Work instruction
Look through the records below, and whenever a line contains "NewInventoryItem", copy it.

Stored data entries:
● ● ● ●
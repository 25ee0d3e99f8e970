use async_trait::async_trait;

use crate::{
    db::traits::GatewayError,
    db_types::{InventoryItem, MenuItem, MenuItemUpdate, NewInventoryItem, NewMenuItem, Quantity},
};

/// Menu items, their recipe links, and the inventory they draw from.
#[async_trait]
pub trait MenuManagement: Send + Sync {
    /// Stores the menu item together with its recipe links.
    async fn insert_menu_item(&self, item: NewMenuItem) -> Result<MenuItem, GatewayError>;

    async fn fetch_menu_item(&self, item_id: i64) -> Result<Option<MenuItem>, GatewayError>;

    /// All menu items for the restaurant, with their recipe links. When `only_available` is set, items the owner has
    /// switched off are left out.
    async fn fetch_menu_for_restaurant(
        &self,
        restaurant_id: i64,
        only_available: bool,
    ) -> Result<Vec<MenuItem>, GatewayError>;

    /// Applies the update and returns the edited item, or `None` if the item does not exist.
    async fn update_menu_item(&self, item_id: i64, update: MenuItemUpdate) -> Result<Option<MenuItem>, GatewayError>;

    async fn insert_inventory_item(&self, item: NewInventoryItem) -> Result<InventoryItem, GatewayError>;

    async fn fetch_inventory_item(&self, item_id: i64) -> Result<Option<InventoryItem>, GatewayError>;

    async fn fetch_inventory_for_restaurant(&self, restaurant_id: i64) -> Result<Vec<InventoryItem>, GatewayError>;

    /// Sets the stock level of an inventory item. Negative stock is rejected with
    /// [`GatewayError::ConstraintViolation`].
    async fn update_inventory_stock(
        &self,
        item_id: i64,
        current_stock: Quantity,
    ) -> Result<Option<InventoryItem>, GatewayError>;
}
● ● ● ●
Task output
    db_types::{InventoryItem, MenuItem, MenuItemUpdate, NewInventoryItem, NewMenuItem, Quantity},
    async fn insert_inventory_item(&self, item: NewInventoryItem) -> Result<InventoryItem, GatewayError>;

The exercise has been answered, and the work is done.